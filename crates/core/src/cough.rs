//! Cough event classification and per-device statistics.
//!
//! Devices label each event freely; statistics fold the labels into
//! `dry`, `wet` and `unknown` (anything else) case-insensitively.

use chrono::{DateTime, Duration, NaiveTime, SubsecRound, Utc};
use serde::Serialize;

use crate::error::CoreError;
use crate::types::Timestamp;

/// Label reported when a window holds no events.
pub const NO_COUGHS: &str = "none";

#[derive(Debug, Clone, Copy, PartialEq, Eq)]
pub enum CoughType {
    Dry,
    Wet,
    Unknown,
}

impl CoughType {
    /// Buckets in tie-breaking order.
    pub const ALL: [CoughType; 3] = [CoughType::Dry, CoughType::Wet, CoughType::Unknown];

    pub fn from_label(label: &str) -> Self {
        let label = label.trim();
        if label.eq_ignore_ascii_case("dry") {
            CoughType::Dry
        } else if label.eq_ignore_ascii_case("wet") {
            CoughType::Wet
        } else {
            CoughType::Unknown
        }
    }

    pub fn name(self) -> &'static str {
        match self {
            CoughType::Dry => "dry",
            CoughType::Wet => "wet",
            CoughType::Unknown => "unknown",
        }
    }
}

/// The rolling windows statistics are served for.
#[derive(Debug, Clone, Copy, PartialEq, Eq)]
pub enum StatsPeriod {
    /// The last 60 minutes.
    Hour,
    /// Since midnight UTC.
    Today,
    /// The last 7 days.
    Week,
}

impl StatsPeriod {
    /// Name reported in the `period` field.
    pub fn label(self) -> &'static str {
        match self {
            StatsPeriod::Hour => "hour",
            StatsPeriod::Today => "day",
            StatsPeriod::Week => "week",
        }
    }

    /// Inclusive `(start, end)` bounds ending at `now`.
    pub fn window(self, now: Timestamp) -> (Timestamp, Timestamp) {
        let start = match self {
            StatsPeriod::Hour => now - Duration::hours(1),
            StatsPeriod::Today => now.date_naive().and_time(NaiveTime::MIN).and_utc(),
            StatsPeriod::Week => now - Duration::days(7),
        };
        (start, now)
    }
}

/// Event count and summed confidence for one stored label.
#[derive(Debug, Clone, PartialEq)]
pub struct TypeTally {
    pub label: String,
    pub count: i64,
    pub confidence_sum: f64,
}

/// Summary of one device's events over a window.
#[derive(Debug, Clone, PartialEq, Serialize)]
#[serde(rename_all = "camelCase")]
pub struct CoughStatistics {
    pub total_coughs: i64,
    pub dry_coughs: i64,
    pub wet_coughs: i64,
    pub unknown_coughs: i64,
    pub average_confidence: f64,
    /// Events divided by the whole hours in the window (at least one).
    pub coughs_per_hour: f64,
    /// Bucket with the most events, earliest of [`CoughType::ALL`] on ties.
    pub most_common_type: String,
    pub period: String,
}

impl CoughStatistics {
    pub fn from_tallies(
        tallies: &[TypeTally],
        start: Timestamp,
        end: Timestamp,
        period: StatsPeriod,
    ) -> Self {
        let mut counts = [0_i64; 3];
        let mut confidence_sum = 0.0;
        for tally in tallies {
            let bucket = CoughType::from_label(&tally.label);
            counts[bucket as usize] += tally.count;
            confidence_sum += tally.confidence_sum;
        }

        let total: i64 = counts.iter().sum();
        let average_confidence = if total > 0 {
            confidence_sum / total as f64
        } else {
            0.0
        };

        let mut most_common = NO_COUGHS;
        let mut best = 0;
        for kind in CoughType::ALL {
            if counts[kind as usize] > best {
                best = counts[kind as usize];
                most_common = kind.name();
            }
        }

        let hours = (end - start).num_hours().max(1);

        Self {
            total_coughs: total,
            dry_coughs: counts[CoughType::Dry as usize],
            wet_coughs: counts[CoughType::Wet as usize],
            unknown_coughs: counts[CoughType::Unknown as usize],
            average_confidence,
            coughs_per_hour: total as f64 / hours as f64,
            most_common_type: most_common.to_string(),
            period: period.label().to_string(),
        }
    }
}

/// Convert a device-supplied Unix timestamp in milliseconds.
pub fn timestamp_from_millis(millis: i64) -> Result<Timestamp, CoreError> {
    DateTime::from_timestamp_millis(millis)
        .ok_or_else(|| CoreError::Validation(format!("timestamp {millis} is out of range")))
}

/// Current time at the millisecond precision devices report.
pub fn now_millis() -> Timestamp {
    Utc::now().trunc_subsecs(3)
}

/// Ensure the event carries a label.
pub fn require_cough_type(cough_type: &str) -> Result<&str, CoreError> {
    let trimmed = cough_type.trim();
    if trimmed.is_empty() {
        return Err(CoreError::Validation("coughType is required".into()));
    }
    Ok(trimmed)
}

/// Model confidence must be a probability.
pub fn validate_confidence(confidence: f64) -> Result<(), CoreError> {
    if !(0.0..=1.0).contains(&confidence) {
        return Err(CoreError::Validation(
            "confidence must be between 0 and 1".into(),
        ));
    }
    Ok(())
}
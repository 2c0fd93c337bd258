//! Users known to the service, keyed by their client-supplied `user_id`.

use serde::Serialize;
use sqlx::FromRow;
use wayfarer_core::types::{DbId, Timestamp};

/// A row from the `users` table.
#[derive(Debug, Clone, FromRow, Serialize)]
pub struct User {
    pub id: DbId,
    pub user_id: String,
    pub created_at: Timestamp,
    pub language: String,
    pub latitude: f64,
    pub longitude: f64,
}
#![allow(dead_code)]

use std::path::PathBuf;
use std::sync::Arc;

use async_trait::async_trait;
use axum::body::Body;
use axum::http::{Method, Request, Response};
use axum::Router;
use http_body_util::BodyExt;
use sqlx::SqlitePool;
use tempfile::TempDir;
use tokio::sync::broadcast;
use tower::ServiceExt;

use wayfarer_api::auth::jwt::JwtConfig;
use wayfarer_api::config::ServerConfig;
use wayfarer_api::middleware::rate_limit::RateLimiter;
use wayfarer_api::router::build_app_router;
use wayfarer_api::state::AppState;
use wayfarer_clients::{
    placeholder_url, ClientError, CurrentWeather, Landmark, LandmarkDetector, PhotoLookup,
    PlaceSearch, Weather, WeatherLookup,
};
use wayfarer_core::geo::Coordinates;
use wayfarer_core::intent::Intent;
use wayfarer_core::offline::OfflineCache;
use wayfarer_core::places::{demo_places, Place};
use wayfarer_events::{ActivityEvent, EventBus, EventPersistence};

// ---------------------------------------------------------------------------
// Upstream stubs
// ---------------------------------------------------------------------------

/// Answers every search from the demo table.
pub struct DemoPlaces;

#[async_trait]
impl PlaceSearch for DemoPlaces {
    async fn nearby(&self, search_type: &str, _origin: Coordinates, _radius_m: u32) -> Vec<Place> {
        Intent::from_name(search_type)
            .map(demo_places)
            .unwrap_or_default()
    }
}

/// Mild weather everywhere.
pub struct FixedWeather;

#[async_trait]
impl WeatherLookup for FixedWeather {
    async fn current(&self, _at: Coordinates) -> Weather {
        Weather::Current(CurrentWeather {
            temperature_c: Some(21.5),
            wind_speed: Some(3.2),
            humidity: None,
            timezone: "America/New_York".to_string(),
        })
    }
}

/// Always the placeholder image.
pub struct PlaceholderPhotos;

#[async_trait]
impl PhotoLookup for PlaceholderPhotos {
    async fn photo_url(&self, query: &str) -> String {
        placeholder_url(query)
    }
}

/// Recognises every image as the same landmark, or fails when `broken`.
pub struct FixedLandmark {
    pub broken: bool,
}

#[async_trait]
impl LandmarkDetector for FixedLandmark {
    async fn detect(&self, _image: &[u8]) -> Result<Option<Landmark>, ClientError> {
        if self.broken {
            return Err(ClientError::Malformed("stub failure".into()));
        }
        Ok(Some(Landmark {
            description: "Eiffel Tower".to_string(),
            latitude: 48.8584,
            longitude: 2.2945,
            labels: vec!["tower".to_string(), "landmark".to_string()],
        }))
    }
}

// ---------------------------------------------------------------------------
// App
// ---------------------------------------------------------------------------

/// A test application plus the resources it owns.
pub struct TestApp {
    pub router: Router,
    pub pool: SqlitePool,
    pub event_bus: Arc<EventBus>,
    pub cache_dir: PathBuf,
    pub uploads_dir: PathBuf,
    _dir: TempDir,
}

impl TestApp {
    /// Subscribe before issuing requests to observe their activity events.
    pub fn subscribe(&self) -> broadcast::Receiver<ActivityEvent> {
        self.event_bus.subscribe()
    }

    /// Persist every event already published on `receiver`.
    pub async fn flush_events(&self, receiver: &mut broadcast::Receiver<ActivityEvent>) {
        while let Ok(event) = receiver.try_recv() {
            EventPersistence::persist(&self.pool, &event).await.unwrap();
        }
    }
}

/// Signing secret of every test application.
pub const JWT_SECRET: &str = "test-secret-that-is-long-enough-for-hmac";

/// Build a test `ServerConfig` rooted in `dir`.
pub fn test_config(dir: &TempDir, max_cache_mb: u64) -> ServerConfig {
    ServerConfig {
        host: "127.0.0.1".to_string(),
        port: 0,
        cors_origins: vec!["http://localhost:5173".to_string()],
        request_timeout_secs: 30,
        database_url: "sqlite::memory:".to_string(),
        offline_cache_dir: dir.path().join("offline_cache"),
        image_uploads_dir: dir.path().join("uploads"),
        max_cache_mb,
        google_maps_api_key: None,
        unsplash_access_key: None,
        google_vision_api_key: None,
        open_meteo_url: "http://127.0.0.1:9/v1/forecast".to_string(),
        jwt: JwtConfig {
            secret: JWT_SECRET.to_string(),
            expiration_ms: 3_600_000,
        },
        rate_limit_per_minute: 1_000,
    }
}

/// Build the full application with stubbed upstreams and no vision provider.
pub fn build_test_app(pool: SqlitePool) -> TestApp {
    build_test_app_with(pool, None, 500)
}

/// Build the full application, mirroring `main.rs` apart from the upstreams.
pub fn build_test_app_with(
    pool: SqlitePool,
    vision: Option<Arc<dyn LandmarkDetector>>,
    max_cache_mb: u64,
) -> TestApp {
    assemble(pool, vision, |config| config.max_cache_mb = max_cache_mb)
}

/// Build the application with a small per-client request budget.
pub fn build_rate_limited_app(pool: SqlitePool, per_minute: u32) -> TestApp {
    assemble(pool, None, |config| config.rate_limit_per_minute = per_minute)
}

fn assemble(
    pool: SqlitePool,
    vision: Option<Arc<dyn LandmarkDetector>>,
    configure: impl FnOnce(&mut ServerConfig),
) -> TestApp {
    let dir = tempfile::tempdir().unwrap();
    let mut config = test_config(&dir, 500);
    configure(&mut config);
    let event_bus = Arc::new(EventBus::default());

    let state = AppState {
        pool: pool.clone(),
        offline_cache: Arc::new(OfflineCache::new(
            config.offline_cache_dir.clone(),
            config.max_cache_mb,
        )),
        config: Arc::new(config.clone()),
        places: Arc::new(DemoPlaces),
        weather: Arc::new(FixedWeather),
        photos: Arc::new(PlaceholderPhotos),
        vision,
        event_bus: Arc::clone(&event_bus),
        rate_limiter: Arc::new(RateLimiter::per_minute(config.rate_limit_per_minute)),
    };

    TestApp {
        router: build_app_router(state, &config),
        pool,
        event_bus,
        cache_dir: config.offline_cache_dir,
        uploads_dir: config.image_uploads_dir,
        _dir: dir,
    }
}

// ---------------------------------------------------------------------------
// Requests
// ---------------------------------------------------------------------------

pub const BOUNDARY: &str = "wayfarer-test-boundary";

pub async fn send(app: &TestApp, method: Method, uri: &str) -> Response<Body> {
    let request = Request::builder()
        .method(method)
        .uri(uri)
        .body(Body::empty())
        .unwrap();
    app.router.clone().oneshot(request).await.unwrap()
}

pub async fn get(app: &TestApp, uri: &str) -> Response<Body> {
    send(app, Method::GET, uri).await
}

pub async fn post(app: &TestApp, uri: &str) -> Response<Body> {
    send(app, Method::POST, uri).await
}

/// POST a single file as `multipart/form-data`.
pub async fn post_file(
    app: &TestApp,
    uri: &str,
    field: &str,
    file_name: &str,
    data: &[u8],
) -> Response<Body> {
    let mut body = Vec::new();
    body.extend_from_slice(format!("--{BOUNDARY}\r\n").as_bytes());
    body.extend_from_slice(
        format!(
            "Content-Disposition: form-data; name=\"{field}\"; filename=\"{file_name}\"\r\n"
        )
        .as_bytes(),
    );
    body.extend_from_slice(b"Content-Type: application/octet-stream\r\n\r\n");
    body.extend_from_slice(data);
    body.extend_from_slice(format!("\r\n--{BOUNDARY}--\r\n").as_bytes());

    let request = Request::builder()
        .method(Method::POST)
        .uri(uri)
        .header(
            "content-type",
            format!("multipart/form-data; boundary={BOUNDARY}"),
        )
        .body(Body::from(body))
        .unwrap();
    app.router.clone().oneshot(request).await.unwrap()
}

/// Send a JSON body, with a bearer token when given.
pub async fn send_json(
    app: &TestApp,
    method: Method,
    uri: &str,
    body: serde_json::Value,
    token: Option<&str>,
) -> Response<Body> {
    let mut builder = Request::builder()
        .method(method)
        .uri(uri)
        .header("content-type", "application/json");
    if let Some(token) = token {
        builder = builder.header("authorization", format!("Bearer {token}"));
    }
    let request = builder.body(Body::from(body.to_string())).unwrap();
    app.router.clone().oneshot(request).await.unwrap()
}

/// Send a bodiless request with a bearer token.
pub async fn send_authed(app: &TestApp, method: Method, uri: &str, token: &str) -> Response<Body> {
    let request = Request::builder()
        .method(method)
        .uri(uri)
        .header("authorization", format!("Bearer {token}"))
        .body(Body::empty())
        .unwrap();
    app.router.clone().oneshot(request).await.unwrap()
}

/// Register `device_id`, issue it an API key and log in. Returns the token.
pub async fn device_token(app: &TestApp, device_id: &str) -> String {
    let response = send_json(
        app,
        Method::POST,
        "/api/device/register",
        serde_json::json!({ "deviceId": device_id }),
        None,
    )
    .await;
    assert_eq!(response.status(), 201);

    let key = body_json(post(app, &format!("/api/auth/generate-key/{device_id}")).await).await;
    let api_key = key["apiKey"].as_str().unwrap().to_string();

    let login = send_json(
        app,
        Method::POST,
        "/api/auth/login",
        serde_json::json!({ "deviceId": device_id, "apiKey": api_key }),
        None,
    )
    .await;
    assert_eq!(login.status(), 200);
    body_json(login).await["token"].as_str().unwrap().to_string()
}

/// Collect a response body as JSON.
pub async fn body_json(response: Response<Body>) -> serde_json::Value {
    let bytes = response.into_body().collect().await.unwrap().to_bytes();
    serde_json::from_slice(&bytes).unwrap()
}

______

Count how many lines of the material hold the string "SqlitePool". Give the number and nothing more.

_Answer box_
6